GIVEN DATA
****************
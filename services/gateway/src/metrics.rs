//! Prometheus metrics exposition.
//!
//! - `gateway_requests_total` (counter): labels `status`, `method`
//! - `gateway_request_duration_seconds` (histogram): label `status`
//! - `gateway_upstream_errors_total` (counter): label `error_type`
//! - `gateway_active_sessions` (gauge): current SSE session count
//! - `gateway_token_refreshes_total` (counter): labels `tenant_id`, `outcome`
//!   (emitted by the `token` crate's manager at the point a refresh settles)

use std::time::Instant;

use axum::extract::Request;
use axum::middleware::Next;
use axum::response::Response;
use metrics_exporter_prometheus::{PrometheusBuilder, PrometheusHandle};

/// Installs the Prometheus recorder and returns a handle for rendering
/// metrics on `/metrics`.
///
/// Configures `gateway_request_duration_seconds` with explicit histogram
/// buckets so it renders `_bucket` lines for `histogram_quantile()` queries
/// rather than the default summary. Boundaries span 5ms to 60s, covering the
/// gateway's configurable upstream timeout range.
pub fn install_recorder() -> PrometheusHandle {
    PrometheusBuilder::new()
        .set_buckets_for_metric(
            metrics_exporter_prometheus::Matcher::Full("gateway_request_duration_seconds".to_string()),
            &[0.005, 0.01, 0.025, 0.05, 0.1, 0.25, 0.5, 1.0, 2.5, 5.0, 10.0, 30.0, 60.0],
        )
        .expect("failed to set histogram buckets")
        .install_recorder()
        .expect("failed to install Prometheus recorder")
}

/// Records a completed request with status code and HTTP method labels.
pub fn record_request(status: u16, method: &str, duration_secs: f64) {
    let status_str = status.to_string();
    metrics::counter!("gateway_requests_total", "status" => status_str.clone(), "method" => method.to_string())
        .increment(1);
    metrics::histogram!("gateway_request_duration_seconds", "status" => status_str).record(duration_secs);
}

/// Records an upstream error with a classification label.
pub fn record_upstream_error(error_type: &str) {
    metrics::counter!("gateway_upstream_errors_total", "error_type" => error_type.to_string()).increment(1);
}

/// `axum::middleware::from_fn` layer recording [`record_request`] for every
/// response that leaves the router, regardless of which handler produced it.
pub async fn track_requests(request: Request, next: Next) -> Response {
    let method = request.method().to_string();
    let start = Instant::now();
    let response = next.run(request).await;
    record_request(response.status().as_u16(), &method, start.elapsed().as_secs_f64());
    response
}

/// Sets the current active-session gauge. Called from the session table on
/// every insert and removal rather than polled, so `/metrics` scrapes never
/// race a burst of connects/disconnects.
pub fn set_active_sessions(count: u64) {
    metrics::gauge!("gateway_active_sessions").set(count as f64);
}

#[cfg(test)]
mod tests {
    use super::*;
    use metrics_exporter_prometheus::PrometheusRecorder;

    #[test]
    fn record_functions_do_not_panic_without_recorder() {
        record_request(200, "GET", 0.05);
        record_upstream_error("timeout");
        set_active_sessions(3);
    }

    fn isolated_recorder() -> (PrometheusRecorder, PrometheusHandle) {
        let recorder = PrometheusBuilder::new()
            .set_buckets_for_metric(
                metrics_exporter_prometheus::Matcher::Full("gateway_request_duration_seconds".to_string()),
                &[0.005, 0.01, 0.025, 0.05, 0.1, 0.25, 0.5, 1.0, 2.5, 5.0, 10.0, 30.0, 60.0],
            )
            .expect("failed to set histogram buckets")
            .build_recorder();
        let handle = recorder.handle();
        (recorder, handle)
    }

    #[test]
    fn record_request_increments_counter_and_histogram() {
        let (recorder, handle) = isolated_recorder();
        let _guard = metrics::set_default_local_recorder(&recorder);

        record_request(200, "GET", 0.042);
        record_request(500, "POST", 1.5);

        let output = handle.render();
        assert!(output.contains("gateway_requests_total"));
        assert!(output.contains("status=\"200\""));
        assert!(output.contains("method=\"GET\""));
        assert!(output.contains("gateway_request_duration_seconds_bucket"));
    }

    #[test]
    fn record_upstream_error_carries_error_type_label() {
        let (recorder, handle) = isolated_recorder();
        let _guard = metrics::set_default_local_recorder(&recorder);

        record_upstream_error("timeout");
        record_upstream_error("connection");

        let output = handle.render();
        assert!(output.contains("gateway_upstream_errors_total"));
        assert!(output.contains("error_type=\"timeout\""));
        assert!(output.contains("error_type=\"connection\""));
    }

    #[test]
    fn active_sessions_gauge_reflects_last_set_value() {
        let (recorder, handle) = isolated_recorder();
        let _guard = metrics::set_default_local_recorder(&recorder);

        set_active_sessions(5);
        set_active_sessions(2);

        let output = handle.render();
        assert!(output.contains("gateway_active_sessions 2"));
    }

    #[test]
    fn histogram_buckets_cover_full_range() {
        let (recorder, handle) = isolated_recorder();
        let _guard = metrics::set_default_local_recorder(&recorder);

        record_request(200, "GET", 0.003);

        let output = handle.render();
        assert!(output.contains("le=\"0.005\""));
        assert!(output.contains("le=\"60\""));
        assert!(output.contains("le=\"+Inf\""));
    }
}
****************
TASK BRIEF
Every line holding the string "labels" should be copied here, so please find those lines in the data.

YOUR RESPONSE
//! - `gateway_requests_total` (counter): labels `status`, `method`
//! - `gateway_token_refreshes_total` (counter): labels `tenant_id`, `outcome`
/// Records a completed request with status code and HTTP method labels.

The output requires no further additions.